Consider the circuit shown in the figure below, where R = 6.40 Ω and ΔV = 26.0 V. (Due to the nature of this problem, do not use rounded intermediate values in your calculations—including answers submitted in WebAssign.)
A circuit consists of two adjacent square loops, one to the right of the other. Starting from the lower left corner of each loop and going clockwise, points b, a, c, and d are at the corners of the left loop; points d, c, e, and f are at the corners of the right loop. A wire segment along a diagonal of the right loop connects points d and e.
The left side of the left loop, b a, contains a battery ΔV. The positive terminal is above the negative terminal.
The top side of the left loop, a c, contains a resistor R. Current I1 flows to the right from a to c.
The top side of the right loop, c e, contains a resistor of resistance 2.40 Ω. Current I3 flows to the right from c to e.
In the right side of the right loop, current I5 flows downward from e to f.
The bottom side of the right loop, f d, contains a resistor of resistance 9.00 Ω.
The bottom side of the left loop, d b, contains a resistor R.
The right side of the left loop, c d, which is the left side of the right loop, contains a resistor R. Current I2 flows downward from c to d.
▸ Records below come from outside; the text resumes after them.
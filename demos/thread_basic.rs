//! Thread-backed worker: submit a few tasks, observe completion, close.
//!
//! ```bash
//! cargo run --example thread_basic
//! ```

use std::sync::{mpsc, Arc};

use serde_json::{json, Value};
use spindle::{HandlerRegistry, Task, TaskWorker, WorkerConfig, WorkerRegistry};

fn main() -> Result<(), Box<dyn std::error::Error>> {
    let mut handlers = HandlerRegistry::new();
    handlers.register_fn("add", |args, _kwargs| {
        Ok(Value::from(
            args.iter().filter_map(Value::as_i64).sum::<i64>(),
        ))
    })?;

    let registry = WorkerRegistry::arc();
    let worker = TaskWorker::spawn(
        WorkerConfig::default(),
        Arc::new(handlers),
        Arc::clone(&registry),
    )?;
    println!("spawned {} (status: {})", worker.name(), worker.status());

    let (tx, rx) = mpsc::channel();
    for i in 0..5 {
        let tx = tx.clone();
        worker.submit(
            Task::new("add")
                .with_args(vec![json!(i), json!(i)])
                .on_complete(move |value| {
                    let _ = tx.send(value);
                }),
        )?;
    }
    drop(tx);

    while let Ok(value) = rx.recv() {
        println!("completed: {value}");
    }

    worker.close()?;
    println!("closed (registry empty: {})", registry.is_empty());
    Ok(())
}
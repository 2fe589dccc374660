//! # Task: one unit of deferred work.
//!
//! A [`Task`] is an inert record: the name of a registered handler, optional
//! positional arguments, optional keyword arguments, and an optional
//! completion hook invoked with the handler's return value. Tasks are created
//! by the submitting code, owned by the worker's private queue until dequeued,
//! and destroyed after execution.
//!
//! All four argument combinations are supported: no args, positional only,
//! keyword only, or both.
//!
//! The shutdown sentinel is **not** a task: it is the distinct
//! [`Envelope::Shutdown`] variant, recognized by the worker loop and never
//! executed.
//!
//! ## Example
//! ```
//! use serde_json::json;
//! use spindle::Task;
//!
//! let task = Task::new("add")
//!     .with_args(vec![json!(2), json!(3)])
//!     .on_complete(|value| println!("sum = {value}"));
//!
//! assert_eq!(task.handler(), "add");
//! ```

use serde_json::Value;

use crate::tasks::handler::JsonMap;

/// Callback invoked with the handler's return value after a task completes.
///
/// For a thread-backed worker the hook runs on the worker thread; for a
/// process-backed worker it stays in the parent and runs on the control-pipe
/// reader thread when the completion frame arrives.
pub type CompletionHook = Box<dyn FnOnce(Value) + Send + 'static>;

/// One unit of deferred work, submitted to a [`TaskWorker`](crate::TaskWorker).
pub struct Task {
    pub(crate) handler: String,
    pub(crate) args: Option<Vec<Value>>,
    pub(crate) kwargs: Option<JsonMap>,
    pub(crate) hook: Option<CompletionHook>,
}

impl Task {
    /// Creates a task invoking the handler registered under `handler`,
    /// with no arguments and no completion hook.
    pub fn new(handler: impl Into<String>) -> Self {
        Self {
            handler: handler.into(),
            args: None,
            kwargs: None,
            hook: None,
        }
    }

    /// Sets the positional arguments.
    pub fn with_args(mut self, args: Vec<Value>) -> Self {
        self.args = Some(args);
        self
    }

    /// Sets the keyword arguments.
    pub fn with_kwargs(mut self, kwargs: JsonMap) -> Self {
        self.kwargs = Some(kwargs);
        self
    }

    /// Sets the completion hook, invoked once with the handler's return value.
    pub fn on_complete(mut self, hook: impl FnOnce(Value) + Send + 'static) -> Self {
        self.hook = Some(Box::new(hook));
        self
    }

    /// Returns the handler name this task will invoke.
    pub fn handler(&self) -> &str {
        &self.handler
    }
}

impl std::fmt::Debug for Task {
    fn fmt(&self, f: &mut std::fmt::Formatter<'_>) -> std::fmt::Result {
        f.debug_struct("Task")
            .field("handler", &self.handler)
            .field("args", &self.args)
            .field("kwargs", &self.kwargs)
            .field("hook", &self.hook.is_some())
            .finish()
    }
}

/// Item traveling through a worker's private queue: either a task to run or
/// the shutdown sentinel.
pub(crate) enum Envelope {
    Run(Task),
    Shutdown,
}

#[cfg(test)]
mod tests {
    use super::*;
    use serde_json::json;

    #[test]
    fn test_builder_supports_all_argument_combinations() {
        let bare = Task::new("noop");
        assert!(bare.args.is_none() && bare.kwargs.is_none());

        let positional = Task::new("add").with_args(vec![json!(1), json!(2)]);
        assert_eq!(positional.args.as_ref().map(Vec::len), Some(2));
        assert!(positional.kwargs.is_none());

        let mut map = JsonMap::new();
        map.insert("ms".into(), json!(5));
        let keyword = Task::new("sleep-ms").with_kwargs(map.clone());
        assert!(keyword.args.is_none());
        assert!(keyword.kwargs.is_some());

        let both = Task::new("mix").with_args(vec![json!(1)]).with_kwargs(map);
        assert!(both.args.is_some() && both.kwargs.is_some());
    }

    #[test]
    fn test_debug_reports_hook_presence_not_contents() {
        let task = Task::new("add").on_complete(|_| {});
        let rendered = format!("{task:?}");
        assert!(rendered.contains("hook: true"));
    }
}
The wire segment along the diagonal of the right loop, e d, which is the shared side between the triangular loops, contains a resistor R. Current I4 flows down and to the left from e to d.
Find each current (in A) indicated in the figure above. I1, I2, I3, I4, I5. (c)
Find the potential difference (in V) across each resistor.ΔVac, ΔVce, ΔVcd, ΔVed, ΔVfd, ΔVdb.
Find the power (in W) delivered to each resistor.
Pac, Pce, Pcd, Ped, Pfd, Pdb